REQUIREMENT: Sort through the listing below and keep each line with the word "ContentDoc". Copy those.

┌─ DATA FOR REVIEW

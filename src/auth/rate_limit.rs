//! Rate-limit gate
//!
//! The policy is pluggable; the engine only asks whether an action may
//! proceed and rejects with `RateLimited` before touching the store.

use async_trait::async_trait;
use dashmap::DashMap;
use std::sync::Arc;
use std::time::{Duration, Instant};
use tokio::task::JoinHandle;
use tracing::debug;

use super::Action;
use crate::types::{EngineError, Result};

/// Rate limiter consulted before every mutating action
#[async_trait]
pub trait RateLimiter: Send + Sync {
    async fn check(&self, actor_id: &str, action: Action) -> Result<()>;
}

/// Allows everything
#[derive(Debug, Clone, Copy, Default)]
pub struct Unlimited;

#[async_trait]
impl RateLimiter for Unlimited {
    async fn check(&self, _actor_id: &str, _action: Action) -> Result<()> {
        Ok(())
    }
}

/// Rate limit configuration
#[derive(Debug, Clone)]
pub struct RateLimitConfig {
    /// Actions allowed per actor per window
    pub max_actions: u32,
    pub window: Duration,
}

impl Default for RateLimitConfig {
    fn default() -> Self {
        Self {
            max_actions: 120,
            window: Duration::from_secs(60),
        }
    }
}

impl RateLimitConfig {
    pub fn from_args(args: &crate::config::Args) -> Self {
        Self {
            max_actions: args.rate_limit_per_minute,
            window: Duration::from_secs(60),
        }
    }
}

#[derive(Debug, Clone, Copy)]
struct Window {
    started: Instant,
    count: u32,
}

/// Fixed-window limiter keyed by actor
pub struct WindowRateLimiter {
    config: RateLimitConfig,
    windows: DashMap<String, Window>,
}

impl WindowRateLimiter {
    pub fn new(config: RateLimitConfig) -> Self {
        Self {
            config,
            windows: DashMap::new(),
        }
    }

    /// Drop windows that ended; returns how many were removed
    pub fn cleanup(&self) -> usize {
        let before = self.windows.len();
        let window = self.config.window;
        self.windows.retain(|_, w| w.started.elapsed() < window);
        before.saturating_sub(self.windows.len())
    }
}

#[async_trait]
impl RateLimiter for WindowRateLimiter {
    async fn check(&self, actor_id: &str, action: Action) -> Result<()> {
        let now = Instant::now();
        let mut entry = self.windows.entry(actor_id.to_string()).or_insert(Window {
            started: now,
            count: 0,
        });

        if now.duration_since(entry.started) >= self.config.window {
            *entry = Window {
                started: now,
                count: 0,
            };
        }

        if entry.count >= self.config.max_actions {
            debug!(actor_id = actor_id, action = %action, "Rate limit exceeded");
            return Err(EngineError::RateLimited(format!(
                "{} actions per {}s exceeded",
                self.config.max_actions,
                self.config.window.as_secs()
            )));
        }

        entry.count += 1;
        Ok(())
    }
}

/// Periodically drop ended windows; abort the handle at shutdown
pub fn spawn_cleanup_task(limiter: Arc<WindowRateLimiter>) -> JoinHandle<()> {
    let interval = limiter.config.window;
    tokio::spawn(async move {
        let mut ticker = tokio::time::interval(interval);
        ticker.tick().await;
        loop {
            ticker.tick().await;
            let removed = limiter.cleanup();
            debug!(removed = removed, "Rate limit windows swept");
        }
    })
}

#[cfg(test)]
mod tests {
    use super::*;

    #[tokio::test]
    async fn test_window_limits_per_actor() {
        let limiter = WindowRateLimiter::new(RateLimitConfig {
            max_actions: 2,
            window: Duration::from_secs(60),
        });

        assert!(limiter.check("a1", Action::Like).await.is_ok());
        assert!(limiter.check("a1", Action::Bookmark).await.is_ok());
        assert!(matches!(
            limiter.check("a1", Action::Vote).await,
            Err(EngineError::RateLimited(_))
        ));
        assert!(limiter.check("a2", Action::Like).await.is_ok());
    }

    #[tokio::test]
    async fn test_window_resets() {
        let limiter = WindowRateLimiter::new(RateLimitConfig {
            max_actions: 1,
            window: Duration::from_millis(10),
        });

        assert!(limiter.check("a1", Action::Like).await.is_ok());
        assert!(limiter.check("a1", Action::Like).await.is_err());
        tokio::time::sleep(Duration::from_millis(20)).await;
        assert!(limiter.check("a1", Action::Like).await.is_ok());
    }

    #[tokio::test]
    async fn test_cleanup_drops_stale_windows() {
        let limiter = WindowRateLimiter::new(RateLimitConfig {
            max_actions: 5,
            window: Duration::from_millis(5),
        });
        limiter.check("a1", Action::Report).await.unwrap();
        tokio::time::sleep(Duration::from_millis(15)).await;
        assert_eq!(limiter.cleanup(), 1);
    }

    #[tokio::test]
    async fn test_unlimited() {
        for _ in 0..1000 {
            assert!(Unlimited.check("a1", Action::Like).await.is_ok());
        }
    }
}
#[async_trait]
impl NotificationStore for MemoryStore {
    async fn insert_notification(&self, notification: NotificationDoc) -> Result<bool> {
        if self.fail_notification_writes.load(Ordering::SeqCst) {
            return Err(EngineError::StoreUnavailable(
                "Insert failed: notifications unavailable".into(),
            ));
        }
        // Unique event_id: the entry lock makes check-and-claim atomic
        match self.notification_events.entry(notification.event_id.clone()) {
            dashmap::mapref::entry::Entry::Occupied(_) => Ok(false),
            dashmap::mapref::entry::Entry::Vacant(slot) => {
                slot.insert(notification.id.clone());
                self.notifications.insert(notification.id.clone(), notification);
                Ok(true)
            }
        }
    }

    async fn list_notifications(
        &self,
        recipient_id: &str,
        unread_only: bool,
        page: Page,
    ) -> Result<Vec<NotificationDoc>> {
        let mut matching: Vec<NotificationDoc> = self
            .notifications
            .iter()
            .filter(|e| e.recipient_id == recipient_id && (!unread_only || !e.read))
            .map(|e| e.value().clone())
            .collect();
        matching.sort_by(|a, b| b.created_at.cmp(&a.created_at).then_with(|| b.id.cmp(&a.id)));
        Ok(matching
            .into_iter()
            .skip(page.skip as usize)
            .take(page.limit.max(0) as usize)
            .collect())
    }

    async fn count_unread(&self, recipient_id: &str) -> Result<u64> {
        Ok(self
            .notifications
            .iter()
            .filter(|e| e.recipient_id == recipient_id && !e.read)
            .count() as u64)
    }

    async fn mark_read(&self, id: &str, recipient_id: &str, at: DateTime) -> Result<bool> {
        let Some(mut entry) = self.notifications.get_mut(id) else {
            return Ok(false);
        };
        let notification = entry.value_mut();
        if notification.recipient_id != recipient_id {
            return Ok(false);
        }
        if !notification.read {
            notification.read = true;
            notification.read_at = Some(at);
        }
        Ok(true)
    }

    async fn mark_all_read(&self, recipient_id: &str, at: DateTime) -> Result<u64> {
        let mut changed = 0;
        for mut entry in self.notifications.iter_mut() {
            let notification = entry.value_mut();
            if notification.recipient_id == recipient_id && !notification.read {
                notification.read = true;
                notification.read_at = Some(at);
                changed += 1;
            }
        }
        Ok(changed)
    }

    async fn delete_notification(&self, id: &str, recipient_id: &str) -> Result<bool> {
        let removed = self
            .notifications
            .remove_if(id, |_, n| n.recipient_id == recipient_id);
        Ok(removed.is_some())
    }
}
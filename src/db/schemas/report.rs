//! Abuse report document schema

use bson::{doc, DateTime, Document};
use mongodb::options::IndexOptions;
use serde::{Deserialize, Serialize};

use crate::db::mongo::IntoIndexes;
use crate::db::schemas::{ContentKind, ContentRef};

/// Collection name for reports
pub const REPORT_COLLECTION: &str = "reports";

#[derive(Serialize, Deserialize, Clone, Copy, Debug, Default, PartialEq, Eq)]
#[serde(rename_all = "snake_case")]
pub enum ReportStatus {
    #[default]
    Pending,
    Reviewed,
    Resolved,
    Dismissed,
    ActionTaken,
}

impl ReportStatus {
    pub fn as_str(self) -> &'static str {
        match self {
            ReportStatus::Pending => "pending",
            ReportStatus::Reviewed => "reviewed",
            ReportStatus::Resolved => "resolved",
            ReportStatus::Dismissed => "dismissed",
            ReportStatus::ActionTaken => "action_taken",
        }
    }
}

/// Report document stored in MongoDB
#[derive(Serialize, Deserialize, Clone, Debug, PartialEq)]
pub struct ReportDoc {
    #[serde(rename = "_id")]
    pub id: String,

    pub target_type: ContentKind,

    pub target_id: String,

    pub reporter_id: String,

    #[serde(default)]
    pub reason: String,

    #[serde(default)]
    pub status: ReportStatus,

    pub created_at: DateTime,

    #[serde(skip_serializing_if = "Option::is_none")]
    pub reviewed_at: Option<DateTime>,

    #[serde(skip_serializing_if = "Option::is_none")]
    pub reviewed_by: Option<String>,
}

impl ReportDoc {
    /// Create a new pending report
    pub fn new(target: &ContentRef, reporter_id: &str, reason: &str) -> Self {
        Self {
            id: uuid::Uuid::new_v4().to_string(),
            target_type: target.kind,
            target_id: target.id.clone(),
            reporter_id: reporter_id.to_string(),
            reason: reason.to_string(),
            status: ReportStatus::Pending,
            created_at: DateTime::now(),
            reviewed_at: None,
            reviewed_by: None,
        }
    }

    pub fn target(&self) -> ContentRef {
        ContentRef::new(self.target_type, self.target_id.clone())
    }
}

/// Pending reports grouped by target
#[derive(Clone, Debug, PartialEq)]
pub struct ReportAggregate {
    pub target: ContentRef,
    pub report_count: u64,
    pub distinct_reporters: u64,
}

impl IntoIndexes for ReportDoc {
    fn into_indices() -> Vec<(Document, Option<IndexOptions>)> {
        vec![(
            doc! { "status": 1, "target_type": 1, "target_id": 1 },
            Some(IndexOptions::builder().name("status_target_index".to_string()).build()),
        )]
    }
}
#[cfg(test)]
mod tests {
    use super::*;
    use crate::db::schemas::{ActorDoc, ContentKind};
    use crate::db::store::ActorStore;
    use crate::db::MemoryStore;
    use crate::db::schemas::{InteractionKind, InteractionUser};
    use crate::db::store::Page;
    use crate::realtime::LocalBroadcaster;
    use async_trait::async_trait;
    use bson::DateTime;

    /// Content store where every vote write loses its guard
    struct AlwaysContended {
        inner: Arc<MemoryStore>,
    }

    #[async_trait]
    impl ContentStore for AlwaysContended {
        async fn insert_content(&self, content: ContentDoc) -> Result<()> {
            self.inner.insert_content(content).await
        }

        async fn find_content(&self, target: &ContentRef) -> Result<Option<ContentDoc>> {
            self.inner.find_content(target).await
        }

        async fn find_contents(&self, ids: &[String]) -> Result<Vec<ContentDoc>> {
            self.inner.find_contents(ids).await
        }

        async fn list_live(&self, kind: ContentKind, page: Page) -> Result<Vec<ContentDoc>> {
            self.inner.list_live(kind, page).await
        }

        async fn count_live(&self, kind: ContentKind) -> Result<u64> {
            self.inner.count_live(kind).await
        }

        async fn add_member(
            &self,
            target: &ContentRef,
            kind: InteractionKind,
            member: InteractionUser,
        ) -> Result<Option<ContentDoc>> {
            self.inner.add_member(target, kind, member).await
        }

        async fn remove_member(
            &self,
            target: &ContentRef,
            kind: InteractionKind,
            actor_id: &str,
        ) -> Result<Option<ContentDoc>> {
            self.inner.remove_member(target, kind, actor_id).await
        }

        async fn record_vote(&self, _target: &ContentRef, _voter: Voter) -> Result<Option<ContentDoc>> {
            Ok(None)
        }

        async fn change_vote(
            &self,
            _target: &ContentRef,
            _actor_id: &str,
            _from: OrientationCategory,
            _to: OrientationCategory,
            _at: DateTime,
        ) -> Result<Option<ContentDoc>> {
            Ok(None)
        }

        async fn soft_delete(&self, target: &ContentRef, at: DateTime) -> Result<bool> {
            self.inner.soft_delete(target, at).await
        }

        async fn contents_with_member(&self, kind: InteractionKind, actor_id: &str) -> Result<Vec<ContentRef>> {
            self.inner.contents_with_member(kind, actor_id).await
        }
    }

    struct Fixture {
        store: Arc<MemoryStore>,
        cache: Arc<NamespaceCache>,
        tasks: TaskQueue,
        votes: VoteAggregator,
        post: ContentRef,
    }

    async fn fixture() -> Fixture {
        let store = Arc::new(MemoryStore::new());
        for id in ["owner", "a", "b", "c", "d"] {
            store.insert_actor(ActorDoc::new(id, id)).await.unwrap();
        }
        let content = ContentDoc::new(ContentKind::Short, "owner", "clip", "");
        let post = content.content_ref();
        store.insert_content(content).await.unwrap();

        let cache = Arc::new(NamespaceCache::with_defaults());
        let broadcaster: Arc<dyn Broadcaster> = Arc::new(LocalBroadcaster::new());
        let tasks = TaskQueue::new();
        let notifier = Notifier::new(store.clone(), store.clone(), broadcaster.clone(), tasks.clone());
        let votes = VoteAggregator::new(store.clone(), cache.clone(), broadcaster, notifier, tasks.clone());
        Fixture {
            store,
            cache,
            tasks,
            votes,
            post,
        }
    }

    async fn orientation(f: &Fixture) -> PoliticalOrientation {
        f.store.find_content(&f.post).await.unwrap().unwrap().political_orientation
    }

    #[test]
    fn test_normalize_category() {
        assert_eq!(normalize_category("extreme_left").unwrap(), OrientationCategory::FarLeft);
        assert_eq!(normalize_category("Strongly-Left").unwrap(), OrientationCategory::FarLeft);
        assert_eq!(normalize_category("centre").unwrap(), OrientationCategory::Center);
        assert_eq!(normalize_category("neutral").unwrap(), OrientationCategory::Center);
        assert_eq!(normalize_category(" far right ").unwrap(), OrientationCategory::FarRight);
        assert!(matches!(normalize_category("sideways"), Err(EngineError::InvalidState(_))));
    }

    #[test]
    fn test_dominant_tie_breaks_to_canonical_order() {
        let mut orientation = PoliticalOrientation::default();
        orientation.counts.center = 2;
        orientation.counts.left = 2;
        let outcome = VoteOutcome::from(&orientation);
        assert_eq!(outcome.dominant_category, Some(OrientationCategory::Left));
        assert_eq!(outcome.total_votes, 4);

        assert_eq!(VoteOutcome::from(&PoliticalOrientation::default()).dominant_category, None);
    }

    #[tokio::test]
    async fn test_vote_change_keeps_single_membership() {
        let f = fixture().await;

        f.votes.vote(&f.post, "a", "left").await.unwrap();
        let outcome = f.votes.vote(&f.post, "a", "right").await.unwrap();
        assert_eq!(outcome.total_votes, 1);
        assert_eq!(outcome.dominant_category, Some(OrientationCategory::Right));

        let orientation = orientation(&f).await;
        assert_eq!(orientation.voters.len(), 1);
        assert_eq!(orientation.voters[0].category, OrientationCategory::Right);
        assert_eq!(orientation.counts.left, 0);
        assert_eq!(orientation.counts.right, 1);
    }

    #[tokio::test]
    async fn test_same_vote_is_noop() {
        let f = fixture().await;
        f.votes.vote(&f.post, "a", "center").await.unwrap();
        let outcome = f.votes.vote(&f.post, "a", "centre").await.unwrap();
        assert_eq!(outcome.total_votes, 1);
        assert_eq!(orientation(&f).await.voters.len(), 1);
    }

    #[tokio::test]
    async fn test_tie_scenario_through_votes() {
        let f = fixture().await;
        for (actor, category) in [("a", "center"), ("b", "left"), ("c", "center"), ("d", "left")] {
            f.votes.vote(&f.post, actor, category).await.unwrap();
        }
        let view = f.votes.orientation(&f.post, &Viewer::Anonymous).await.unwrap();
        assert_eq!(view.summary.dominant_category, Some(OrientationCategory::Left));
        assert_eq!(view.summary.per_category_counts.center, 2);
    }

    #[tokio::test]
    async fn test_concurrent_votes_keep_counts_consistent() {
        let f = fixture().await;
        let categories = ["left", "right", "center", "far_left", "far_right", "left"];
        let handles: Vec<_> = categories
            .iter()
            .map(|category| {
                let votes = f.votes.clone();
                let post = f.post.clone();
                let category = category.to_string();
                tokio::spawn(async move { votes.vote(&post, "a", &category).await })
            })
            .collect();
        for handle in handles {
            handle.await.unwrap().unwrap();
        }

        let orientation = orientation(&f).await;
        assert_eq!(orientation.voters.len(), 1);
        assert_eq!(orientation.counts.total(), 1);
        assert_eq!(orientation.counts.get(orientation.voters[0].category), 1);
    }

    #[tokio::test]
    async fn test_first_vote_notifies_owner_once() {
        let f = fixture().await;
        f.votes.vote(&f.post, "a", "left").await.unwrap();
        f.votes.vote(&f.post, "a", "right").await.unwrap();
        f.votes.vote(&f.post, "owner", "right").await.unwrap();
        f.tasks.wait_idle().await;

        let notifications = f.store.all_notifications();
        assert_eq!(notifications.len(), 1);
        assert_eq!(notifications[0].notification_type, NotificationType::PostVote);
        assert_eq!(notifications[0].sender_id, "a");
    }

    #[tokio::test]
    async fn test_orientation_cached_for_anonymous_only() {
        let f = fixture().await;
        f.votes.vote(&f.post, "a", "left").await.unwrap();

        f.votes.orientation(&f.post, &Viewer::Anonymous).await.unwrap();
        assert_eq!(f.cache.stats().entries, 1);

        let mine = f
            .votes
            .orientation(&f.post, &Viewer::Actor("a".into()))
            .await
            .unwrap();
        assert_eq!(mine.my_vote, Some(OrientationCategory::Left));
        assert_eq!(f.cache.stats().entries, 1);

        // A vote flushes the cached aggregate
        f.votes.vote(&f.post, "b", "right").await.unwrap();
        assert_eq!(f.cache.stats().entries, 0);
    }

    #[tokio::test]
    async fn test_vote_lost_to_contention_is_an_error() {
        let f = fixture().await;
        let broadcaster: Arc<dyn Broadcaster> = Arc::new(LocalBroadcaster::new());
        let notifier = Notifier::new(f.store.clone(), f.store.clone(), broadcaster.clone(), f.tasks.clone());
        let votes = VoteAggregator::new(
            Arc::new(AlwaysContended { inner: f.store.clone() }),
            f.cache.clone(),
            broadcaster,
            notifier,
            f.tasks.clone(),
        );

        let err = votes.vote(&f.post, "a", "left").await.unwrap_err();
        assert!(matches!(err, EngineError::StoreUnavailable(_)));
        assert!(err.is_transient());
        f.tasks.wait_idle().await;
        assert!(f.store.all_notifications().is_empty());
    }

    #[tokio::test]
    async fn test_unknown_category_touches_nothing() {
        let f = fixture().await;
        assert!(f.votes.vote(&f.post, "a", "upside_down").await.is_err());
        assert!(orientation(&f).await.voters.is_empty());
    }
}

└─

EXERCISE SOLUTION:
        async fn insert_content(&self, content: ContentDoc) -> Result<()> {
        async fn find_content(&self, target: &ContentRef) -> Result<Option<ContentDoc>> {
        async fn find_contents(&self, ids: &[String]) -> Result<Vec<ContentDoc>> {
        async fn list_live(&self, kind: ContentKind, page: Page) -> Result<Vec<ContentDoc>> {
        ) -> Result<Option<ContentDoc>> {
        ) -> Result<Option<ContentDoc>> {
        async fn record_vote(&self, _target: &ContentRef, _voter: Voter) -> Result<Option<ContentDoc>> {
        ) -> Result<Option<ContentDoc>> {
        let content = ContentDoc::new(ContentKind::Short, "owner", "clip", "");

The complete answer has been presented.